© Foto: Nicolas Wefers
Naomi Beckwith, die künstlerische Leitung der documenta 16, soll 2027 den angeschlagenen Ruf der wichtigsten Kunstmesse der Welt wieder herstellen.
“Fritze Merz erzählt gern Tünkram”, keilte Olaf Scholz gegen den Kanzlerkandidaten der Union zurück. Friedrich Merz hatte dem unbeliebtesten Kanzler aller Zeiten vorgeworfen, er verhalte sich bei EU-Gipfeln häufig sehr zugeknöpft. Da hat Scholz, der gerne comichafte Verkürzungen wie Wumms oder Bazooka einsetzt, wieder einen rausgehauen. Vielen ist der Begriff Tünkram überhaupt nicht bekannt. Ich kenne das Verb aus meiner Kindheit. Wenn ich etwas erzählte, was nicht stimmen konnte, bekam ich zurück: “Du tünst ja.” Jahrzehntelang hatte ich dieses Wort nicht gehört oder benutzt. Es klingt nicht so abwertend und hart wie lügen, eher nach einem geheimen Einvernehmen zwischen den Handelnden. Für mich hatte es immer die Konnotation “das glaubst Du doch wohl selber nicht.” Ehrabschneidend klingt Tünkram für mich nicht, aber es zeigt doch, hier steht einer unter unter Druck. Was treibt diesen Olaf Scholz an, der jeden Tag mächtig einstecken muss und keine Fortüne im Amt hatte.
Sein Selbstbewusstsein ist unerschütterlich, oder liegt da schon eine Selbsttäuschung vor?
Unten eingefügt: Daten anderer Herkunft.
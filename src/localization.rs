//! Message catalog for the bot's replies.
//!
//! Replies are kept in `locales/en/main.ftl` and embedded at compile time, so
//! the binary does not depend on the working directory it is started from.

use fluent_bundle::concurrent::FluentBundle;
use fluent_bundle::{FluentArgs, FluentResource, FluentValue};
use std::sync::LazyLock;
use tracing::warn;
use unic_langid::langid;

const EN_MAIN: &str = include_str!("../locales/en/main.ftl");

/// Localization manager for the bot
pub struct LocalizationManager {
    bundle: FluentBundle<FluentResource>,
}

impl LocalizationManager {
    /// Create a manager holding the English catalog
    pub fn new() -> Self {
        let mut bundle = FluentBundle::new_concurrent(vec![langid!("en")]);
        // Replies must be byte-exact; no FSI/PDI marks around placeables.
        bundle.set_use_isolating(false);

        let resource = match FluentResource::try_new(EN_MAIN.to_string()) {
            Ok(resource) => resource,
            Err((resource, errors)) => {
                warn!(errors = ?errors, "Message catalog parsed with errors");
                resource
            }
        };
        if let Err(errors) = bundle.add_resource(resource) {
            warn!(errors = ?errors, "Message catalog contains duplicate keys");
        }

        Self { bundle }
    }

    /// Get a localized message
    pub fn get_message(&self, key: &str, args: Option<&FluentArgs>) -> String {
        let msg = match self.bundle.get_message(key) {
            Some(msg) => msg,
            None => return format!("Missing translation: {}", key),
        };

        let pattern = match msg.value() {
            Some(pattern) => pattern,
            None => return format!("Missing value for key: {}", key),
        };

        let mut errors = vec![];
        let value = self.bundle.format_pattern(pattern, args, &mut errors);
        if !errors.is_empty() {
            warn!(key, errors = ?errors, "Message formatted with errors");
        }
        value.into_owned()
    }

    /// Get a localized message with simple string arguments
    pub fn get_message_with_args(&self, key: &str, args: &[(&str, &str)]) -> String {
        let fluent_args = FluentArgs::from_iter(
            args.iter()
                .map(|(k, v)| (*k, FluentValue::from(*v))),
        );
        self.get_message(key, Some(&fluent_args))
    }
}

impl Default for LocalizationManager {
    fn default() -> Self {
        Self::new()
    }
}

static LOCALIZATION_MANAGER: LazyLock<LocalizationManager> = LazyLock::new(LocalizationManager::new);

/// Get the global localization manager
pub fn get_localization_manager() -> &'static LocalizationManager {
    &LOCALIZATION_MANAGER
}

/// Convenience function to get a localized message
pub fn t(key: &str) -> String {
    get_localization_manager().get_message(key, None)
}

/// Convenience function to get a localized message with arguments
pub fn t_args(key: &str, args: &[(&str, &str)]) -> String {
    get_localization_manager().get_message_with_args(key, args)
}
use std::cell::RefCell;
use std::collections::HashMap;
use std::fmt;
use std::rc::{Rc, Weak};
use std::sync::Arc;

use crate::Error;
use crate::ast::{ParamSpec, Value};
use crate::evaluator::Arity;
use crate::evaluator::intooperation::{IntoOperation, IntoVariadicOperation, OperationFn};

struct Frame {
    bindings: RefCell<HashMap<String, Value>>,
    parent: Option<Environment>,
}

/// A lexical scope: a table of bindings plus an optional enclosing scope.
///
/// `Environment` is a cheap handle. Cloning it yields another handle to the
/// same scope, so a `def!` performed through one handle is visible through
/// every other, including the handles captured by closures.
#[derive(Clone)]
pub struct Environment {
    frame: Rc<Frame>,
}

/// Non-owning handle to an [`Environment`].
///
/// Natives that need to call back into the evaluator (`eval`, `load-file`)
/// hold the root environment through this handle so that the root does not
/// keep itself alive through its own bindings.
#[derive(Clone)]
pub(crate) struct WeakEnvironment {
    frame: Weak<Frame>,
}

impl WeakEnvironment {
    pub(crate) fn upgrade(&self) -> Option<Environment> {
        self.frame.upgrade().map(|frame| Environment { frame })
    }
}

impl Default for Environment {
    fn default() -> Self {
        Self::new()
    }
}

impl Environment {
    /// A new root scope with no bindings
    pub fn new() -> Self {
        Environment {
            frame: Rc::new(Frame {
                bindings: RefCell::new(HashMap::new()),
                parent: None,
            }),
        }
    }

    /// A new empty scope whose lookups fall back to `parent`
    pub fn with_parent(parent: &Environment) -> Self {
        Environment {
            frame: Rc::new(Frame {
                bindings: RefCell::new(HashMap::new()),
                parent: Some(parent.clone()),
            }),
        }
    }

    /// A new child scope of `parent` binding `params` to `args`.
    ///
    /// Fixed parameters are bound positionally. A variadic parameter
    /// receives the remaining arguments as a list, which is empty when no
    /// arguments remain.
    pub fn bind(parent: &Environment, params: &ParamSpec, args: Vec<Value>) -> Result<Self, Error> {
        let fixed = params.fixed.len();
        let arity = match params.rest {
            Some(_) => Arity::AtLeast(fixed),
            None => Arity::Exact(fixed),
        };
        arity.validate(args.len())?;

        let env = Environment::with_parent(parent);
        {
            let mut bindings = env.frame.bindings.borrow_mut();
            let mut args = args.into_iter();
            for (name, arg) in params.fixed.iter().zip(args.by_ref()) {
                bindings.insert(name.clone(), arg);
            }
            if let Some(rest) = &params.rest {
                bindings.insert(rest.clone(), Value::list(args.collect()));
            }
        }
        Ok(env)
    }

    /// Bind `name` in this scope (never in a parent), replacing any
    /// previous binding. Returns the bound value.
    pub fn set(&self, name: impl Into<String>, value: Value) -> Value {
        self.frame
            .bindings
            .borrow_mut()
            .insert(name.into(), value.clone());
        value
    }

    /// Look `name` up in this scope and then in each enclosing scope
    pub fn lookup(&self, name: &str) -> Option<Value> {
        let mut frame = &self.frame;
        loop {
            if let Some(value) = frame.bindings.borrow().get(name) {
                return Some(value.clone());
            }
            match &frame.parent {
                Some(parent) => frame = &parent.frame,
                None => return None,
            }
        }
    }

    /// Like [`Environment::lookup`], failing with `UnboundSymbol`
    pub fn get(&self, name: &str) -> Result<Value, Error> {
        self.lookup(name)
            .ok_or_else(|| Error::UnboundSymbol(name.to_owned()))
    }

    pub(crate) fn downgrade(&self) -> WeakEnvironment {
        WeakEnvironment {
            frame: Rc::downgrade(&self.frame),
        }
    }

    fn insert_native(&self, name: &str, func: Arc<OperationFn>) {
        self.set(
            name,
            Value::BuiltinFunction {
                id: name.to_owned(),
                func: Rc::new(move |args: Vec<Value>| func(args)),
                is_macro: false,
            },
        );
    }

    /// Register a custom native function in this scope.
    ///
    /// This is the low-level API: it accepts a function that already works
    /// on `&[Value]`. For most new code, prefer
    /// [`Environment::register_builtin_operation`], which converts
    /// arguments and results automatically.
    ///
    /// # Example
    /// ```
    /// use malxp::evaluator::create_global_env;
    /// use malxp::ast::Value;
    /// use malxp::Error;
    ///
    /// fn arg_count(args: &[Value]) -> Result<Value, Error> {
    ///     Ok(Value::Number(args.len() as i64))
    /// }
    ///
    /// let env = create_global_env();
    /// env.register_builtin_function("arg-count", arg_count);
    /// // Now (arg-count 1 2 3) evaluates to 3
    /// ```
    pub fn register_builtin_function(&self, name: &str, func: fn(&[Value]) -> Result<Value, Error>) {
        self.insert_native(name, Arc::new(move |args: Vec<Value>| func(&args)));
    }

    /// Register a strongly-typed Rust function as a native using automatic
    /// argument extraction and result conversion.
    ///
    /// ```rust,ignore
    /// fn add(a: i64, b: i64) -> i64 { a + b }
    /// let env = malxp::evaluator::create_global_env();
    /// env.register_builtin_operation::<_, (i64, i64)>("add", add);
    /// ```
    ///
    /// Supported parameter types:
    /// - `i64` (number)
    /// - `bool` (boolean)
    /// - `String` and `&str` (string)
    /// - `Value` (owned access to the raw value)
    /// - `ValueIter<'_>` (elements of a list or vector argument as `&Value`)
    /// - `NumIter<'_>` (numeric elements of a list or vector argument)
    ///
    /// Supported return types are any `R: Into<Value>` and
    /// `Result<R, Error>`.
    ///
    /// Arity is enforced automatically. Conversion failures yield
    /// `TypeError`.
    pub fn register_builtin_operation<F, Args>(&self, name: &str, func: F)
    where
        F: IntoOperation<Args> + 'static,
    {
        self.insert_native(name, func.into_operation());
    }

    /// Register a variadic native with explicit arity metadata.
    ///
    /// The Rust signature ends in a rest parameter expressed with the
    /// iterator types from [`crate::evaluator::intooperation`]:
    /// - rest of all arguments as values: `fn(ValueIter<'_>) -> R`
    /// - fixed prefix plus numeric tail: `fn(i64, NumIter<'_>) -> R`
    ///
    /// The provided [`Arity`] validates the total argument count at call
    /// time.
    pub fn register_variadic_builtin_operation<F, Args>(&self, name: &str, arity: Arity, func: F)
    where
        F: IntoVariadicOperation<Args> + 'static,
    {
        let inner = func.into_variadic_operation();
        self.insert_native(
            name,
            Arc::new(move |args: Vec<Value>| {
                arity.validate(args.len())?;
                inner(args)
            }),
        );
    }

    /// Get all bindings in this environment and its parents
    /// Returns a Vec of (name, value) pairs sorted by name
    pub fn get_all_bindings(&self) -> Vec<(String, Value)> {
        let mut bindings = HashMap::new();

        // Innermost binding wins, so walk outward and keep the first seen
        let mut frame = Some(&self.frame);
        while let Some(current) = frame {
            for (name, value) in current.bindings.borrow().iter() {
                bindings
                    .entry(name.clone())
                    .or_insert_with(|| value.clone());
            }
            frame = current.parent.as_ref().map(|parent| &parent.frame);
        }

        let mut result: Vec<_> = bindings.into_iter().collect();
        result.sort_by(|a, b| a.0.cmp(&b.0));
        result
    }
}

// Closures capture their defining scope, which may contain the closure
// itself, so the derived Debug would recurse without end.
impl fmt::Debug for Environment {
    fn fmt(&self, f: &mut fmt::Formatter<'_>) -> fmt::Result {
        let mut depth = 0;
        let mut frame = self.frame.parent.as_ref();
        while let Some(parent) = frame {
            depth += 1;
            frame = parent.frame.parent.as_ref();
        }
        f.debug_struct("Environment")
            .field("bindings", &self.frame.bindings.borrow().len())
            .field("depth", &depth)
            .finish()
    }
}

#[cfg(test)]
#[expect(clippy::unwrap_used)] // test code OK
mod tests {
    use super::*;
    use crate::ast::{sym, val};

    #[test]
    fn test_set_and_lookup_through_parents() {
        let root = Environment::new();
        root.set("x", val(1));
        let child = Environment::with_parent(&root);
        child.set("y", val(2));

        assert_eq!(child.get("x").unwrap(), val(1));
        assert_eq!(child.get("y").unwrap(), val(2));
        assert!(root.lookup("y").is_none());

        // Shadowing only affects the child
        child.set("x", val(10));
        assert_eq!(child.get("x").unwrap(), val(10));
        assert_eq!(root.get("x").unwrap(), val(1));

        assert_eq!(
            child.get("missing").unwrap_err(),
            Error::UnboundSymbol("missing".into())
        );
    }

    #[test]
    fn test_shared_handles_observe_mutation() {
        let env = Environment::new();
        let alias = env.clone();
        let child = Environment::with_parent(&env);

        alias.set("late", val("bound"));
        assert_eq!(child.get("late").unwrap(), val("bound"));
        assert_eq!(env.get("late").unwrap(), val("bound"));

        child.set("late", val("shadowed"));
        assert_eq!(alias.get("late").unwrap(), val("bound"));
    }

    #[test]
    fn test_bind_fixed_and_rest() {
        let root = Environment::new();
        let params = ParamSpec::from_form(&val(vec![sym("a"), sym("&"), sym("more")])).unwrap();

        let env = Environment::bind(&root, &params, vec![val(1), val(2), val(3)]).unwrap();
        assert_eq!(env.get("a").unwrap(), val(1));
        assert_eq!(env.get("more").unwrap(), val([2, 3]));

        let env = Environment::bind(&root, &params, vec![val(1)]).unwrap();
        assert_eq!(env.get("more").unwrap(), val(Vec::<Value>::new()));

        assert!(matches!(
            Environment::bind(&root, &params, vec![]),
            Err(Error::ArityError {
                expected: Arity::AtLeast(1),
                got: 0,
                ..
            })
        ));

        let fixed = ParamSpec::from_form(&val(vec![sym("a"), sym("b")])).unwrap();
        assert!(matches!(
            Environment::bind(&root, &fixed, vec![val(1), val(2), val(3)]),
            Err(Error::ArityError {
                expected: Arity::Exact(2),
                got: 3,
                ..
            })
        ));
    }

    #[test]
    fn test_get_all_bindings_prefers_inner() {
        let root = Environment::new();
        root.set("a", val(1));
        root.set("b", val(2));
        let child = Environment::with_parent(&root);
        child.set("a", val(100));

        let all = child.get_all_bindings();
        assert_eq!(
            all,
            vec![("a".to_owned(), val(100)), ("b".to_owned(), val(2))]
        );
    }

    #[test]
    fn test_weak_handle_does_not_keep_scope_alive() {
        let env = Environment::new();
        let weak = env.downgrade();
        assert!(weak.upgrade().is_some());
        drop(env);
        assert!(weak.upgrade().is_none());
    }
}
Die Zahlen des aktuellen ARD-Deutschland-Trends lesen sich für die Parteien der gescheiterten Zukunftskoalition ernüchternd: SPD und Grüne jeweils 14%, FDP 3%. Noch ernüchternder die Umfrage zur Beliebtheit der Kandidaten und der Kandidatin -Friedrich Merz (CDU) 28%, Robert Habeck (Grüne) 27%, Olaf Scholz (SPD) 19% und Alice Weidel (AfD) 17%. Der kurze Winterwahlkampf dürfte deshalb hart und persönlich werden, zumal keine Partei schlüssige und finanzierbare Konzepte vorlegt, wie Deutschland, das Schlusslicht aller G7-Staaten, wirtschaftlich wieder auf die Beine kommen soll. Das Geschäftsmodell, billig Rohstoffe zu importieren, um dann teuer Fertigprodukte zu exportieren, hat keine Zukunft mehr. Deutsche Waren sind international oft nicht mehr konkurrenzfähig. Unternehmenssteuern senken, wie das CDU und FDP insinuieren, hilft da nicht; erst recht nicht die Staatsausgaben steigern (SPD). Eine schonungslose Bestandsaufnahme muss her - eine Agenda 2040.
Die erfolgte zu spät nach dem Debakel der documenta 15. Viel zu lange wurde 2022 laviert und relativiert, als es massive Proteste gegen den unverhohlenen Antisemitismus auf der bedeutenden Kunstmesse gab. “Es war eine mutige und richtige Entscheidung”, notierte ich damals, “die documenta fifteen von ruangrupa kuratieren zu lassen, dem Globalen Süden eine prominente Plattform zu geben. Dass der Antisemitismus dort weit verbreitet und akzeptiert ist, muss der Findungskommission klar gewesen sein; an Warnungen hat es nicht gefehlt. Die bedeutende Kunstausstellung wurde keine „Antisemita“ (Der Spiegel), aber Antisemitismus im Namen der Kunstfreiheit zu tolerieren sollte ausgeschlossen sein.” Nun ist es an Naomi Beckwith, den Ruf der documenta wieder herzustellen. “Die am New Yorker Guggenheim-Museum tätige Kunsthistorikerin”, schreibt Kathrin Geraldine Bode (Redaktionsleitung FRIZZ Das Magazin für Kassel), “wird die documenta 16 im Jahr 2027 kuratieren – das ist großartig. Bei ihrer Vorstellung überzeugte sie mit großer Expertise und viel Herz – und sie wird internationales Renommee in unsere Stadt bringen. Seit der d12 im Jahr 2007 habe sie jede documenta gesehen, berichtete Beckwith, sie sei sofort ‘obsessed’ vom Konzept der Kunstschau gewesen. Trotz der verkürzten Vorbereitungszeit wird die documenta 16 vom 12. Juni – 19. September 2027 in Kassel stattfinden – ich freue mich auf diese documenta und unsere Gastgeberrolle für nationales und internationales Publikum.” Zumindest da kommt Freude auf.